Of course, once I decide to run in sub-freezing conditions I commit fully, donning Antarctic-expedition quality athletic gear (I'm only being slightly facetious here). But how do you protect your lungs? The hardest adaptation to running in the cold is getting my lungs to adapt. Nasal chambers are designed to move air through passages to add heat and moisture to inhaled air so it's easier on the lungs, but when it's bitterly cold and the air is dry and you're a notorious mouth-breather when you run, how do you adapt besides just getting out there and running until your body gets used to it?
1. Stay hydrated.
One way to make it easier to run in the cold is to stay hydrated, since cells lining your respiratory system lose their moisture as they warm up and humidify the air before it passes to your lungs.

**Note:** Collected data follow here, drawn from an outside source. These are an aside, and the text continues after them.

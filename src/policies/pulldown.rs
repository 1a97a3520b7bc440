//! Copy properties, digest and size down from a container parent.
//!
//! Some tools do not extract a separate record for the item held inside a
//! compound message (e.g. Outlook MSG). Pulling the container's metadata down
//! onto that item keeps the two views comparable.

use anyhow::Result;
use async_trait::async_trait;
use serde_json::Value;

use crate::config::ParentPulldownConfig;
use crate::effects::{Effect, WorkerItem};
use crate::traits::Policy;

pub struct ParentPulldown {
    cfg: ParentPulldownConfig,
}

impl ParentPulldown {
    pub fn from_config(cfg: &ParentPulldownConfig) -> Self {
        Self { cfg: cfg.clone() }
    }
}

#[async_trait]
impl Policy for ParentPulldown {
    fn name(&self) -> &str {
        "parent_pulldown"
    }

    fn description(&self) -> String {
        format!(
            "copy metadata down from {} parents",
            self.cfg.container_mime_type
        )
    }

    async fn evaluate(&self, item: &WorkerItem) -> Result<Vec<Effect>> {
        let Some(parent) = item.source_item().parent() else {
            return Ok(Vec::new());
        };
        if parent.mime_type != self.cfg.container_mime_type {
            return Ok(Vec::new());
        }

        let mut properties = item.properties().clone();
        if self.cfg.pull_properties {
            for (key, value) in &parent.properties {
                properties.insert(format!("{}{}", self.cfg.property_prefix, key), value.clone());
            }
        }
        if self.cfg.pull_digest {
            if let Some(digest) = parent.digest() {
                properties.insert(
                    self.cfg.digest_property.clone(),
                    Value::String(digest.to_string()),
                );
            }
        }
        if self.cfg.pull_size {
            if let Some(size) = parent.size {
                properties.insert(self.cfg.size_property.clone(), Value::from(size));
            }
        }

        Ok(vec![Effect::SetProperties(properties)])
    }
}
//! Core data models used throughout the worker.
//!
//! An [`Item`] is the read-only view of one unit of content handed to the
//! worker by the host. Every accessor here is a pure function of the item;
//! mutation happens through [`WorkerItem`](crate::effects::WorkerItem).

use anyhow::{Context, Result};
use chrono::{DateTime, FixedOffset};
use serde::{Deserialize, Serialize};
use std::collections::BTreeMap;
use std::path::{Path, PathBuf};

/// Property map carried by an item (key → JSON value).
pub type Properties = BTreeMap<String, serde_json::Value>;

/// Kind reported for communication-bearing items.
pub const KIND_EMAIL: &str = "email";

/// Mime types treated as email when an item carries no explicit kind.
const EMAIL_MIME_TYPES: &[&str] = &[
    "message/rfc822",
    "application/vnd.ms-outlook-note",
    "application/vnd.ms-outlook-msg",
    "application/vnd.lotus-notes-document",
    "application/vnd.hp-trim-email",
];

/// One unit of content as presented by the host.
#[derive(Debug, Clone, Serialize, Deserialize)]
pub struct Item {
    pub guid: String,
    #[serde(default)]
    pub name: String,
    #[serde(default)]
    pub mime_type: String,
    #[serde(default)]
    pub kind: Option<String>,
    #[serde(default)]
    pub digest: Option<String>,
    #[serde(default)]
    pub size: Option<u64>,
    #[serde(default)]
    pub date: Option<DateTime<FixedOffset>>,
    #[serde(default)]
    pub top_level: bool,
    #[serde(default)]
    pub text: Option<String>,
    #[serde(default)]
    pub communication: Option<Communication>,
    #[serde(default)]
    pub properties: Properties,
    #[serde(default)]
    pub parent: Option<Box<Item>>,
    #[serde(default)]
    pub binary_path: Option<PathBuf>,
}

impl Item {
    /// Minimal item with the given GUID, name and mime type.
    pub fn new(guid: impl Into<String>, name: impl Into<String>, mime_type: impl Into<String>) -> Self {
        Self {
            guid: guid.into(),
            name: name.into(),
            mime_type: mime_type.into(),
            kind: None,
            digest: None,
            size: None,
            date: None,
            top_level: false,
            text: None,
            communication: None,
            properties: Properties::new(),
            parent: None,
            binary_path: None,
        }
    }

    pub fn parent(&self) -> Option<&Item> {
        self.parent.as_deref()
    }

    pub fn digest(&self) -> Option<&str> {
        self.digest.as_deref().filter(|d| !d.is_empty())
    }

    pub fn text(&self) -> Option<&str> {
        self.text.as_deref()
    }

    pub fn communication(&self) -> Option<&Communication> {
        self.communication.as_ref()
    }

    /// Item kind, inferred from the mime type when the host did not supply one.
    pub fn kind(&self) -> &str {
        if let Some(kind) = self.kind.as_deref() {
            return kind;
        }
        if EMAIL_MIME_TYPES.contains(&self.mime_type.as_str()) {
            KIND_EMAIL
        } else {
            "other"
        }
    }

    pub fn is_kind(&self, kind: &str) -> bool {
        self.kind().eq_ignore_ascii_case(kind)
    }

    /// Ancestor chain ordered root to self (inclusive).
    pub fn path(&self) -> Vec<&Item> {
        let mut chain = Vec::new();
        let mut current = Some(self);
        while let Some(item) = current {
            chain.push(item);
            current = item.parent();
        }
        chain.reverse();
        chain
    }

    /// Reads the item's binary through the path the host exposed.
    pub fn read_binary(&self) -> Result<Vec<u8>> {
        let path = self
            .binary_path
            .as_deref()
            .ok_or_else(|| anyhow::anyhow!("item {} has no binary available", self.guid))?;
        std::fs::read(path).with_context(|| format!("Failed to read binary: {}", path.display()))
    }

    /// Name without its final extension.
    pub fn base_name(&self) -> &str {
        Path::new(&self.name)
            .file_stem()
            .and_then(|s| s.to_str())
            .unwrap_or(&self.name)
    }
}

/// Email address participating in a communication.
#[derive(Debug, Clone, PartialEq, Eq, Serialize, Deserialize)]
pub struct Address {
    #[serde(default)]
    pub personal: Option<String>,
    pub address: String,
}

impl Address {
    pub fn new(personal: Option<&str>, address: &str) -> Self {
        Self {
            personal: personal.map(str::to_string),
            address: address.to_string(),
        }
    }
}

/// Message envelope attached to an item.
///
/// Never mutated in place: policies that want a different envelope build a
/// new one with [`Communication::to_builder`] and substitute it wholesale.
#[derive(Debug, Clone, PartialEq, Serialize, Deserialize)]
pub struct Communication {
    #[serde(default)]
    pub date_time: Option<DateTime<FixedOffset>>,
    #[serde(default)]
    pub from: Vec<Address>,
    #[serde(default)]
    pub to: Vec<Address>,
    #[serde(default)]
    pub cc: Vec<Address>,
    #[serde(default)]
    pub bcc: Vec<Address>,
}

impl Communication {
    pub fn date_time(&self) -> Option<DateTime<FixedOffset>> {
        self.date_time
    }

    pub fn from(&self) -> &[Address] {
        &self.from
    }

    pub fn to(&self) -> &[Address] {
        &self.to
    }

    pub fn cc(&self) -> &[Address] {
        &self.cc
    }

    pub fn bcc(&self) -> &[Address] {
        &self.bcc
    }

    /// Start a replacement envelope seeded with a copy of this one.
    pub fn to_builder(&self) -> CommunicationBuilder {
        CommunicationBuilder {
            inner: self.clone(),
        }
    }
}

/// Builds a replacement [`Communication`].
#[derive(Debug, Clone)]
pub struct CommunicationBuilder {
    inner: Communication,
}

impl CommunicationBuilder {
    pub fn add_from(mut self, address: Address) -> Self {
        self.inner.from.push(address);
        self
    }

    pub fn add_to(mut self, address: Address) -> Self {
        self.inner.to.push(address);
        self
    }

    pub fn add_cc(mut self, address: Address) -> Self {
        self.inner.cc.push(address);
        self
    }

    pub fn add_bcc(mut self, address: Address) -> Self {
        self.inner.bcc.push(address);
        self
    }

    pub fn build(self) -> Communication {
        self.inner
    }
}

/// A named entity found in item text.
#[derive(Debug, Clone, PartialEq, Eq, Serialize, Deserialize)]
pub struct Entity {
    pub entity_type: String,
    pub value: String,
}

impl Entity {
    pub fn new(entity_type: &str, value: impl Into<String>) -> Self {
        Self {
            entity_type: entity_type.to_string(),
            value: value.into(),
        }
    }
}

#[cfg(test)]
mod tests {
    use super::*;

    #[test]
    fn path_runs_root_to_self() {
        let root = Item::new("root", "box.pst", "application/vnd.ms-outlook");
        let mut mail = Item::new("mail", "hello.msg", "application/vnd.ms-outlook-msg");
        mail.parent = Some(Box::new(root));
        let mut attachment = Item::new("att", "report.pdf", "application/pdf");
        attachment.parent = Some(Box::new(mail));

        let guids: Vec<&str> = attachment.path().iter().map(|i| i.guid.as_str()).collect();
        assert_eq!(guids, vec!["root", "mail", "att"]);
    }

    #[test]
    fn kind_inferred_from_mime_type() {
        let mail = Item::new("a", "m.eml", "message/rfc822");
        assert!(mail.is_kind("email"));

        let mut doc = Item::new("b", "d.txt", "text/plain");
        assert!(!doc.is_kind("email"));
        doc.kind = Some("Email".into());
        assert!(doc.is_kind("email"));
    }

    #[test]
    fn empty_digest_reads_as_absent() {
        let mut item = Item::new("a", "x", "text/plain");
        item.digest = Some(String::new());
        assert_eq!(item.digest(), None);
    }

    #[test]
    fn builder_leaves_original_untouched() {
        let original = Communication {
            date_time: None,
            from: vec![Address::new(None, "a@example.com")],
            to: vec![],
            cc: vec![],
            bcc: vec![],
        };
        let replaced = original
            .to_builder()
            .add_bcc(Address::new(Some("Bob"), "bob@company.com"))
            .build();
        assert!(original.bcc().is_empty());
        assert_eq!(replaced.bcc().len(), 1);
        assert_eq!(replaced.from(), original.from());
    }

    #[test]
    fn base_name_strips_extension() {
        let item = Item::new("a", "Quarterly Report.pdf", "application/pdf");
        assert_eq!(item.base_name(), "Quarterly Report");
    }
}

Cells get irritated once they lose their moisture and can hurt or burn. Staying hydrated mitigates this problem.
2. Breathe through your nose.
Breathing through the nose makes it easier for your body to warm up and humidify the air you breathe. Sinuses and nasal passages in the nose provide a longer passageway than just breathing through the mouth and into the trachea, and that extra surface area means a more efficient process for warming and humidifying the air.
3. Take it easy.
Run easy, and don't stress about pace. Remember that you're already accomplishing something by getting out there and doing something - that's better than losing fitness, so take some time to enjoy the run.
4. Be aware of exercise-induced asthma.
Sometimes the burning in the lungs can be rather extreme as a result of constricted airways. This may be exercise-induced asthma, which you can alleviate by letting up your effort or seeing a doctor and using an inhaler.
5. Try covering your face.
I am not a fan of this, but several people like some sort of face covering to help. On backpacking trips I've tried wrapping my face with a Buff* but you can try a scarf or a balaclava. This can help prevent moisture loss through exhaled air, but all the air warming is still done in your respiratory tract.
The good news is, in my experience once I'm adapted to running in the cold, it's easier to run. Yes, it's hard to adapt sometimes, but just like so much of running everything gets easier the more you get out there and do it.
Seriously though, if you figure out an easier answer to adapting to cold running, please let me know! And until then, I'll see you out there.